**Exercise requirements:** What is the number of lines in this data that contain the word "tower"? Give the number alone.
====== Given records
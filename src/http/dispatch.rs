//! In-process dispatcher for `forward://` routes.
//!
//! Local endpoints are an ordinary axum `Router` invoked through
//! `tower::ServiceExt::oneshot`, so no socket is involved.

use std::sync::Arc;

use arc_swap::ArcSwap;
use async_trait::async_trait;
use axum::extract::State;
use axum::response::IntoResponse;
use axum::routing::get;
use axum::{Json, Router};
use serde::Serialize;
use tower::ServiceExt;

use crate::error::GatewayError;
use crate::filter::Handler;
use crate::http::exchange::Exchange;
use crate::routing::router::RouteTable;

/// Serves exchanges with a local axum router.
#[derive(Clone)]
pub struct RouterDispatcher {
    router: Router,
}

impl RouterDispatcher {
    pub fn new(router: Router) -> Self {
        Self { router }
    }

    /// Dispatcher exposing the built-in gateway endpoints.
    pub fn with_gateway_endpoints(routes: Arc<ArcSwap<RouteTable>>) -> Self {
        Self::new(gateway_endpoints(routes))
    }
}

#[async_trait]
impl Handler for RouterDispatcher {
    async fn handle(&self, exchange: &mut Exchange) -> Result<(), GatewayError> {
        let request = exchange.take_request();
        tracing::debug!(
            request_id = %exchange.request_id(),
            path = %request.uri().path(),
            "Dispatching locally"
        );
        let response = match self.router.clone().oneshot(request).await {
            Ok(response) => response,
            Err(infallible) => match infallible {},
        };
        exchange.set_response(response);
        Ok(())
    }
}

#[derive(Debug, Serialize)]
struct RouteSummary {
    id: String,
    uri: String,
    order: i32,
    filters: Vec<String>,
}

/// `/gateway/health` and `/gateway/routes`.
pub fn gateway_endpoints(routes: Arc<ArcSwap<RouteTable>>) -> Router {
    Router::new()
        .route("/gateway/health", get(health))
        .route("/gateway/routes", get(list_routes))
        .with_state(routes)
}

async fn health() -> impl IntoResponse {
    Json(serde_json::json!({ "status": "UP" }))
}

async fn list_routes(State(routes): State<Arc<ArcSwap<RouteTable>>>) -> impl IntoResponse {
    let table = routes.load();
    let summaries: Vec<RouteSummary> = table
        .routes()
        .iter()
        .map(|route| RouteSummary {
            id: route.id().to_string(),
            uri: route.uri().to_string(),
            order: route.order(),
            filters: route.filters().iter().map(|f| f.name().to_string()).collect(),
        })
        .collect();
    Json(summaries)
}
============
**Exercise solution:** 2